→ **RECORDS FOR THE EXERCISE**:

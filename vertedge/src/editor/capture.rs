//! Capture box hit regions and resizing.

use std::ops::{BitAnd, BitOr, BitOrAssign, BitXor, BitXorAssign};

use serde::{Deserialize, Serialize};

use crate::geometry::rect::Rect;
use crate::geometry::vector::Vector2;

/// Which part of a box the cursor is over. Side bits combine into corners.
#[derive(Clone, Copy, Debug, Default, PartialEq, Eq, Hash, Serialize, Deserialize)]
#[serde(transparent)]
pub struct BoxRegion(pub u8);

impl BoxRegion {
    pub const NONE: BoxRegion = BoxRegion(0b0000);
    /// East side.
    pub const POSITIVE_X: BoxRegion = BoxRegion(0b0001);
    /// West side.
    pub const NEGATIVE_X: BoxRegion = BoxRegion(0b0010);
    /// South side.
    pub const POSITIVE_Y: BoxRegion = BoxRegion(0b0100);
    /// North side.
    pub const NEGATIVE_Y: BoxRegion = BoxRegion(0b1000);
    pub const INTERNAL: BoxRegion = BoxRegion(0b01_0000);
    pub const EXTERNAL: BoxRegion = BoxRegion(0b10_0000);
    pub const ALL_X: BoxRegion = BoxRegion(0b0011);
    pub const ALL_Y: BoxRegion = BoxRegion(0b1100);
    pub const INTERNAL_ALL: BoxRegion = BoxRegion(0b01_1111);
    pub const EXTERNAL_ALL: BoxRegion = BoxRegion(0b10_1111);

    #[inline]
    pub fn contains(self, other: BoxRegion) -> bool {
        self.0 & other.0 == other.0
    }

    #[inline]
    pub fn intersects(self, other: BoxRegion) -> bool {
        self.0 & other.0 != 0
    }

    /// Compass name of a side or corner, as used by CSS `*-resize` cursors.
    pub fn compass(self) -> Option<&'static str> {
        const E: u8 = BoxRegion::POSITIVE_X.0;
        const W: u8 = BoxRegion::NEGATIVE_X.0;
        const S: u8 = BoxRegion::POSITIVE_Y.0;
        const N: u8 = BoxRegion::NEGATIVE_Y.0;
        match self.0 {
            x if x == N => Some("n"),
            x if x == E => Some("e"),
            x if x == S => Some("s"),
            x if x == W => Some("w"),
            x if x == N | E => Some("ne"),
            x if x == N | W => Some("nw"),
            x if x == S | E => Some("se"),
            x if x == S | W => Some("sw"),
            _ => None,
        }
    }

    pub fn cursor(self) -> Option<String> {
        self.compass().map(|c| format!("{c}-resize"))
    }
}

impl BitOr for BoxRegion {
    type Output = BoxRegion;
    fn bitor(self, rhs: BoxRegion) -> BoxRegion {
        BoxRegion(self.0 | rhs.0)
    }
}

impl BitOrAssign for BoxRegion {
    fn bitor_assign(&mut self, rhs: BoxRegion) {
        self.0 |= rhs.0;
    }
}

impl BitAnd for BoxRegion {
    type Output = BoxRegion;
    fn bitand(self, rhs: BoxRegion) -> BoxRegion {
        BoxRegion(self.0 & rhs.0)
    }
}

impl BitXor for BoxRegion {
    type Output = BoxRegion;
    fn bitxor(self, rhs: BoxRegion) -> BoxRegion {
        BoxRegion(self.0 ^ rhs.0)
    }
}

impl BitXorAssign for BoxRegion {
    fn bitxor_assign(&mut self, rhs: BoxRegion) {
        self.0 ^= rhs.0;
    }
}

/// Region of the screen-space box `area` under `cursor`.
///
/// A side is grabbed when the cursor is within `proximity` of it and
/// strictly nearer to it than to the opposite side. Inside without any
/// grabbed side the whole box moves.
pub fn resize_region(area: &Rect, cursor: Vector2, proximity: f64) -> BoxRegion {
    if !area.inflated(proximity).contains(cursor) {
        return BoxRegion::EXTERNAL;
    }
    let de = (area.xw() - cursor.x).abs();
    let dw = (area.x - cursor.x).abs();
    let ds = (area.yh() - cursor.y).abs();
    let dn = (area.y - cursor.y).abs();
    let mut region = BoxRegion::NONE;
    if de <= proximity && de < dw {
        region |= BoxRegion::POSITIVE_X;
    }
    if dw <= proximity && dw < de {
        region |= BoxRegion::NEGATIVE_X;
    }
    if ds <= proximity && ds < dn {
        region |= BoxRegion::POSITIVE_Y;
    }
    if dn <= proximity && dn < ds {
        region |= BoxRegion::NEGATIVE_Y;
    }
    if region == BoxRegion::NONE { BoxRegion::INTERNAL_ALL } else { region }
}

/// World-space capture box as it was when the drag started, together with
/// the region being dragged.
///
/// Dragging a side across its opposite mirrors the snapshot and swaps the
/// region's bits for that axis, so the grabbed side keeps tracking the
/// cursor.
#[derive(Clone, Copy, Debug, PartialEq)]
pub struct CaptureResize {
    pub area: Rect,
    pub region: BoxRegion,
}

impl CaptureResize {
    pub fn new(area: Rect, region: BoxRegion) -> Self {
        Self { area, region }
    }

    /// New capture box for a screen delta `(dx, dy)` since the drag began.
    /// Axes flagged for revert are left alone.
    pub fn apply(&mut self, dx: f64, dy: f64, revert_x: bool, revert_y: bool, izoom: f64) -> Rect {
        let a = self.area;
        let (mut l, mut r, mut t, mut b) = (a.x, a.xw(), a.y, a.yh());
        if !revert_y {
            if self.region.intersects(BoxRegion::NEGATIVE_Y) {
                t += dy * izoom;
            }
            if self.region.intersects(BoxRegion::POSITIVE_Y) {
                b += dy * izoom;
            }
        }
        if !revert_x {
            if self.region.intersects(BoxRegion::POSITIVE_X) {
                r += dx * izoom;
            }
            if self.region.intersects(BoxRegion::NEGATIVE_X) {
                l += dx * izoom;
            }
        }
        if t > b {
            self.region ^= BoxRegion::ALL_Y;
            self.area.y = a.yh();
            self.area.h = -a.h;
        }
        if l > r {
            self.region ^= BoxRegion::ALL_X;
            self.area.x = a.xw();
            self.area.w = -a.w;
        }
        Rect::new(l.min(r), t.min(b), (r - l).abs(), (b - t).abs())
    }

    /// Normalises `area` and enforces a minimum 1×1 size; a collapsed
    /// negative side is pushed back outward.
    pub fn finish(&self, area: &Rect) -> Rect {
        let mut out = area.normalized();
        if out.w < 1.0 {
            out.w = 1.0;
            if self.region.intersects(BoxRegion::NEGATIVE_X) {
                out.x -= 1.0;
            }
        }
        if out.h < 1.0 {
            out.h = 1.0;
            if self.region.intersects(BoxRegion::NEGATIVE_Y) {
                out.y -= 1.0;
            }
        }
        out
    }
}

#[cfg(test)]
mod tests {
    use super::*;

    const AREA: Rect = Rect::new(100.0, 100.0, 200.0, 100.0);

    #[test]
    fn regions_around_box() {
        assert_eq!(resize_region(&AREA, Vector2::new(0.0, 0.0), 12.0), BoxRegion::EXTERNAL);
        assert_eq!(resize_region(&AREA, Vector2::new(200.0, 150.0), 12.0), BoxRegion::INTERNAL_ALL);
        assert_eq!(resize_region(&AREA, Vector2::new(305.0, 150.0), 12.0), BoxRegion::POSITIVE_X);
        let corner = resize_region(&AREA, Vector2::new(95.0, 95.0), 12.0);
        assert_eq!(corner, BoxRegion::NEGATIVE_X | BoxRegion::NEGATIVE_Y);
        assert_eq!(corner.cursor().as_deref(), Some("nw-resize"));
        assert_eq!(BoxRegion::INTERNAL_ALL.compass(), None);
    }

    #[test]
    fn tiny_box_prefers_nearer_side() {
        let tiny = Rect::new(0.0, 0.0, 4.0, 4.0);
        assert_eq!(resize_region(&tiny, Vector2::new(3.0, 2.0), 12.0), BoxRegion::POSITIVE_X);
        // equidistant: neither side wins
        assert_eq!(resize_region(&tiny, Vector2::new(2.0, 2.0), 12.0), BoxRegion::INTERNAL_ALL);
    }

    #[test]
    fn dragging_east_side_grows_box() {
        let mut c = CaptureResize::new(AREA, BoxRegion::POSITIVE_X);
        let out = c.apply(50.0, 3.0, false, true, 0.5);
        assert_eq!(out, Rect::new(100.0, 100.0, 225.0, 100.0));
    }

    #[test]
    fn crossing_flips_region() {
        let mut c = CaptureResize::new(AREA, BoxRegion::NEGATIVE_Y);
        let out = c.apply(0.0, 150.0, true, false, 1.0);
        assert_eq!(out, Rect::new(100.0, 200.0, 200.0, 50.0));
        assert_eq!(c.region, BoxRegion::POSITIVE_Y);
        // the grabbed edge keeps following the cursor
        let out = c.apply(0.0, 160.0, true, false, 1.0);
        assert_eq!(out, Rect::new(100.0, 200.0, 200.0, 60.0));
    }

    #[test]
    fn finish_enforces_minimum_size() {
        let c = CaptureResize::new(AREA, BoxRegion::NEGATIVE_X);
        assert_eq!(c.finish(&Rect::new(50.0, 10.0, 0.0, 0.5)), Rect::new(49.0, 10.0, 1.0, 1.0));
    }
}
use serde::{Deserialize, Serialize};

use crate::geometry::vector::Vector2;

/// Palette used by the editor. Colours are CSS strings so the canvas can
/// consume them directly.
pub mod color {
    pub const NONE: &str = "transparent";
    pub const LIGHT: &str = "#cccccc";
    pub const MEDIUM: &str = "#999999";
    pub const DARK: &str = "#666666";
    pub const RED: &str = "#e84b33";
    pub const ORANGE: &str = "#ff9421";
    pub const YELLOW: &str = "#ffd731";
    pub const GREEN: &str = "#39d12a";
    pub const GREEN_DARK: &str = "#23a54c";
    pub const CYAN: &str = "#16dbbd";
    pub const BLUE: &str = "#39a0fa";
    pub const PURPLE: &str = "#b762f0";
    pub const PINK: &str = "#ff5ed5";
}

pub const DEFAULT_RADIUS: f64 = 10.0;
pub const DEFAULT_LINE_WIDTH: f64 = 4.0;
pub const DEFAULT_VERTEX_FILL: &str = color::DARK;
pub const DEFAULT_VERTEX_STROKE: &str = color::LIGHT;
pub const DEFAULT_EDGE_STROKE: &str = color::DARK;

/// Diamond vertices extend this far beyond `r` along the axes.
pub const DIAMOND_FACTOR: f64 = 1.3;

#[derive(Clone, Copy, Debug, Default, PartialEq, Eq, Hash, PartialOrd, Ord, Serialize, Deserialize)]
#[serde(transparent)]
pub struct VertexId(pub u32);

#[derive(Clone, Copy, Debug, Default, PartialEq, Eq, Hash, PartialOrd, Ord, Serialize, Deserialize)]
#[serde(transparent)]
pub struct EdgeId(pub u32);

/// Anything the user can hover, select, drag or erase.
#[derive(Clone, Copy, Debug, PartialEq, Eq, Hash, Serialize, Deserialize)]
#[serde(tag = "kind", content = "id", rename_all = "lowercase")]
pub enum Element {
    Vertex(VertexId),
    Edge(EdgeId),
}

impl From<VertexId> for Element {
    fn from(id: VertexId) -> Self {
        Element::Vertex(id)
    }
}

impl From<EdgeId> for Element {
    fn from(id: EdgeId) -> Self {
        Element::Edge(id)
    }
}

#[derive(Clone, Copy, Debug, Default, PartialEq, Eq, Serialize, Deserialize)]
pub enum Shape {
    #[default]
    Circle = 0,
    Square = 1,
    Diamond = 2,
}

impl Shape {
    pub fn from_index(i: u8) -> Option<Shape> {
        match i {
            0 => Some(Shape::Circle),
            1 => Some(Shape::Square),
            2 => Some(Shape::Diamond),
            _ => None,
        }
    }

    pub fn index(self) -> u8 {
        self as u8
    }
}

#[derive(Clone, Debug, PartialEq, Serialize, Deserialize)]
pub struct Vertex {
    pub x: f64,
    pub y: f64,
    pub r: f64,
    pub shape: Shape,
    pub fill: String,
    pub stroke: String,
    pub line_width: f64,
    pub line_dash: Vec<f64>,
}

impl Default for Vertex {
    fn default() -> Self {
        Vertex::at(Vector2::ZERO)
    }
}

impl Vertex {
    pub fn at(pos: Vector2) -> Self {
        Self {
            x: pos.x,
            y: pos.y,
            r: DEFAULT_RADIUS,
            shape: Shape::Circle,
            fill: DEFAULT_VERTEX_FILL.to_string(),
            stroke: DEFAULT_VERTEX_STROKE.to_string(),
            line_width: DEFAULT_LINE_WIDTH,
            line_dash: Vec::new(),
        }
    }

    #[inline]
    pub fn pos(&self) -> Vector2 {
        Vector2::new(self.x, self.y)
    }

    #[inline]
    pub fn set_pos(&mut self, p: Vector2) {
        self.x = p.x;
        self.y = p.y;
    }

    /// Effective bounding radius including the stroke.
    pub fn margin(&self) -> f64 {
        let k = if self.shape == Shape::Diamond { DIAMOND_FACTOR } else { 1.0 };
        k * self.r + 0.5 * self.line_width
    }
}

/// How an edge is rendered. Exactly one applies to every edge.
#[derive(Clone, Copy, Debug, PartialEq, Eq, Serialize, Deserialize)]
#[serde(rename_all = "lowercase")]
pub enum EdgeKind {
    Line,
    Curve,
    Loop,
}

#[derive(Clone, Debug, PartialEq, Serialize, Deserialize)]
pub struct Edge {
    pub v1: VertexId,
    pub v2: VertexId,
    pub cp: Option<Vector2>,
    pub stroke: String,
    pub line_width: f64,
    pub line_dash: Vec<f64>,
}

impl Edge {
    pub fn new(v1: VertexId, v2: VertexId) -> Self {
        Self {
            v1,
            v2,
            cp: None,
            stroke: DEFAULT_EDGE_STROKE.to_string(),
            line_width: DEFAULT_LINE_WIDTH,
            line_dash: Vec::new(),
        }
    }

    pub fn kind(&self) -> EdgeKind {
        match self.cp {
            None => EdgeKind::Line,
            Some(_) if self.v1 == self.v2 => EdgeKind::Loop,
            Some(_) => EdgeKind::Curve,
        }
    }

    #[inline] pub fn is_curve_or_loop(&self) -> bool { self.cp.is_some() }
    #[inline] pub fn is_curve(&self) -> bool { self.kind() == EdgeKind::Curve }
    #[inline] pub fn is_loop(&self) -> bool { self.kind() == EdgeKind::Loop }

    pub fn touches(&self, v: VertexId) -> bool {
        self.v1 == v || self.v2 == v
    }

    pub fn margin(&self) -> f64 {
        0.5 * self.line_width
    }
}

/// An edge with its endpoint positions resolved, in world coordinates.
#[derive(Clone, Copy, Debug, PartialEq)]
pub enum EdgeGeometry {
    Line { a: Vector2, b: Vector2 },
    Curve { a: Vector2, cp: Vector2, b: Vector2 },
    /// Circle through `anchor` whose diameter ends at `cp`.
    Loop { anchor: Vector2, cp: Vector2 },
}

impl EdgeGeometry {
    pub fn kind(&self) -> EdgeKind {
        match self {
            EdgeGeometry::Line { .. } => EdgeKind::Line,
            EdgeGeometry::Curve { .. } => EdgeKind::Curve,
            EdgeGeometry::Loop { .. } => EdgeKind::Loop,
        }
    }

    pub fn control_point(&self) -> Option<Vector2> {
        match *self {
            EdgeGeometry::Line { .. } => None,
            EdgeGeometry::Curve { cp, .. } | EdgeGeometry::Loop { cp, .. } => Some(cp),
        }
    }

    /// Start and end positions; a loop starts and ends at its anchor.
    pub fn endpoints(&self) -> (Vector2, Vector2) {
        match *self {
            EdgeGeometry::Line { a, b } | EdgeGeometry::Curve { a, b, .. } => (a, b),
            EdgeGeometry::Loop { anchor, .. } => (anchor, anchor),
        }
    }

    /// Centre and radius of a loop's circle.
    pub fn loop_circle(&self) -> Option<(Vector2, f64)> {
        match *self {
            EdgeGeometry::Loop { anchor, cp } => Some((anchor.midpoint(cp), 0.5 * anchor.distance(cp))),
            _ => None,
        }
    }
}

#[cfg(test)]
mod tests {
    use super::*;

    #[test]
    fn edge_classification_is_exclusive() {
        let a = VertexId(0);
        let b = VertexId(1);
        let mut e = Edge::new(a, b);
        assert_eq!(e.kind(), EdgeKind::Line);
        e.cp = Some(Vector2::new(1.0, 1.0));
        assert_eq!(e.kind(), EdgeKind::Curve);
        e.v2 = a;
        assert_eq!(e.kind(), EdgeKind::Loop);
        e.cp = None;
        assert_eq!(e.kind(), EdgeKind::Line);
    }

    #[test]
    fn margins() {
        let mut v = Vertex::at(Vector2::ZERO);
        assert_eq!(v.margin(), 12.0);
        v.shape = Shape::Diamond;
        assert_eq!(v.margin(), 15.0);
        assert_eq!(Edge::new(VertexId(0), VertexId(1)).margin(), 2.0);
    }
}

→ **AIM OF THE TASK**: Check every line of the entries above for the word "positions" and report how many lines contain it, giving the number only.

→ **RESPONSE TO THIS TASK**: 2